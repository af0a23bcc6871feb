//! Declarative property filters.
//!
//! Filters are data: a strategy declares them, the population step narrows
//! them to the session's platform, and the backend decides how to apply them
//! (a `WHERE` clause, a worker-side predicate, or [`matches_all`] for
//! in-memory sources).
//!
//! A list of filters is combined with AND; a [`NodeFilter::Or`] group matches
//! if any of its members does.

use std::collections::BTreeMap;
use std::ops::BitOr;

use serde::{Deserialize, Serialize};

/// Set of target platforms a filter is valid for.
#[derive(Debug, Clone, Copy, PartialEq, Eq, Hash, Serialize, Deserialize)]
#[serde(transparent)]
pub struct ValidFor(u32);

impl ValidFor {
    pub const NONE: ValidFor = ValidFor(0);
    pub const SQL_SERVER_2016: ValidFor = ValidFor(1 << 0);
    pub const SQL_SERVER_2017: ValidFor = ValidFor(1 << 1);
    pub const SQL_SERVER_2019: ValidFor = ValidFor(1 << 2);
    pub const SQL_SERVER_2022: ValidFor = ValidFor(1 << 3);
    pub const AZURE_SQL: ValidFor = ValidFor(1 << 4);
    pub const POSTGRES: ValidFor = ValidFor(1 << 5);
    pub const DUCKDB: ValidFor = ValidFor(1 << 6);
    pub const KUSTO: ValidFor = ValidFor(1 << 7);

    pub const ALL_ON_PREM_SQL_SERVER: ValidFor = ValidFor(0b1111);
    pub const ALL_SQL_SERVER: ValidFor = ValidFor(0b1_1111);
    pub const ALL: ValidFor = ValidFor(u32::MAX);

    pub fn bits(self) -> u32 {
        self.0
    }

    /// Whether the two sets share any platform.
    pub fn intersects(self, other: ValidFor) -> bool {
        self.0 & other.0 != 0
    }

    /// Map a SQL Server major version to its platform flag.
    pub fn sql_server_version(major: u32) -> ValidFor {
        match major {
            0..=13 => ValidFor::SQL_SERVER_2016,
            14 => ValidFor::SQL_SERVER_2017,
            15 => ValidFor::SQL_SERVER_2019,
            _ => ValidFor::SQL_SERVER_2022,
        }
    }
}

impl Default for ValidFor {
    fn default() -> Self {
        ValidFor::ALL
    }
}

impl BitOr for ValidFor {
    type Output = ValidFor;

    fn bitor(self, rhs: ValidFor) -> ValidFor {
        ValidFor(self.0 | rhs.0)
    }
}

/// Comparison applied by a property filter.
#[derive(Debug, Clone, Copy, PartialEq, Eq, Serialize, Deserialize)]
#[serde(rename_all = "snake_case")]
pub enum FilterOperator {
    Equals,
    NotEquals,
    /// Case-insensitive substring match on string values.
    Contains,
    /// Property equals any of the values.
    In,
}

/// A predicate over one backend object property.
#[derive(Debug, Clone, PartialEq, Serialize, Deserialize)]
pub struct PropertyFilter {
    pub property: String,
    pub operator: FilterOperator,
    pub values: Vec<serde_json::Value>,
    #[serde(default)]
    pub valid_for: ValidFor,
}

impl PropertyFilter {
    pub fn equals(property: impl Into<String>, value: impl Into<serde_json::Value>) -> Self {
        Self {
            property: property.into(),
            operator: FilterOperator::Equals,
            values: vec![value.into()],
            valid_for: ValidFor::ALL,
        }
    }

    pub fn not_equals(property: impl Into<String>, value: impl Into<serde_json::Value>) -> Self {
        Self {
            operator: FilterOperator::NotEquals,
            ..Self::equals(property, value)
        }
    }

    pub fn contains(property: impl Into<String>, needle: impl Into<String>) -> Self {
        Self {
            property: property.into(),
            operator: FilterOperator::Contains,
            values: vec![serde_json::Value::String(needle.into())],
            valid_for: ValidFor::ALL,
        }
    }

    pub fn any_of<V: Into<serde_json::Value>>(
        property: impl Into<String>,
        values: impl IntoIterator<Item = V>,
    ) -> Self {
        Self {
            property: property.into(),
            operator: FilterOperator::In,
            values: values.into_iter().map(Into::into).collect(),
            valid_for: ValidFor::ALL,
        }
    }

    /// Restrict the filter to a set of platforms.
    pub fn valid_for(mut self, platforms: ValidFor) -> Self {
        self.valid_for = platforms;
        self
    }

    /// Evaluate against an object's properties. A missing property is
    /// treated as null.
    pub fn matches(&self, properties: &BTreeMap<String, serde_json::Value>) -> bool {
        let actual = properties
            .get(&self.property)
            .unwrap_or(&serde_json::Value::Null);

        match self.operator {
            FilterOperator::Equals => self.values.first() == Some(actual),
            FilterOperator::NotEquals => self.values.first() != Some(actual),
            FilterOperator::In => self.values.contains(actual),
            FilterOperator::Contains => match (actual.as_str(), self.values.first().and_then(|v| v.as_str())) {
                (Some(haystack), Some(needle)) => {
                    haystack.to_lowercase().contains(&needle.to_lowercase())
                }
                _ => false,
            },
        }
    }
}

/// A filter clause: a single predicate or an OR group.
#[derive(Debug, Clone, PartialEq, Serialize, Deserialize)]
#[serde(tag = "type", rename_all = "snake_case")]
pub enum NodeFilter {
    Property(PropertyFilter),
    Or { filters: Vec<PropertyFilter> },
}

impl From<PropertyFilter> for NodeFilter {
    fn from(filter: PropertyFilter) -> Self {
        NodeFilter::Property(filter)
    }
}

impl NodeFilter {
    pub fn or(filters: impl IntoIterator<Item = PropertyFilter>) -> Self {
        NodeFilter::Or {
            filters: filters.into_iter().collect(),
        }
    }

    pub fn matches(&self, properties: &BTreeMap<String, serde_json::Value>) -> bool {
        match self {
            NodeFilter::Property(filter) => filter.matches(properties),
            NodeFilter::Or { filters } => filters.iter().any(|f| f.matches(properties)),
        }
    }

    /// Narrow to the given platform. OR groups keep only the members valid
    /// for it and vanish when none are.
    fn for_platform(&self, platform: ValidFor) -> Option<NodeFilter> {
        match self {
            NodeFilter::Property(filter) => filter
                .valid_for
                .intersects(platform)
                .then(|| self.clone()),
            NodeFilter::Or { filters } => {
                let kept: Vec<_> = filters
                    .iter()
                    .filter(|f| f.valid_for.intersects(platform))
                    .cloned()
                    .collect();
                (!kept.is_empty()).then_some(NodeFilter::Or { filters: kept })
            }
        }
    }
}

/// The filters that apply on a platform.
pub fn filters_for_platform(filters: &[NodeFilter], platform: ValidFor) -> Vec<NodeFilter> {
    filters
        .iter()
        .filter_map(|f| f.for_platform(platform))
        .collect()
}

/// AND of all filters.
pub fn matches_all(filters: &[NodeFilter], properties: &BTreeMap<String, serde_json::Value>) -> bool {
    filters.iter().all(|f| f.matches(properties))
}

○ ○ ○

__TASK DIRECTIONS__.
The response consists of the lines above that contain "needle".

__RESPONSE__.
    pub fn contains(property: impl Into<String>, needle: impl Into<String>) -> Self {
            values: vec![serde_json::Value::String(needle.into())],
                (Some(haystack), Some(needle)) => {
                    haystack.to_lowercase().contains(&needle.to_lowercase())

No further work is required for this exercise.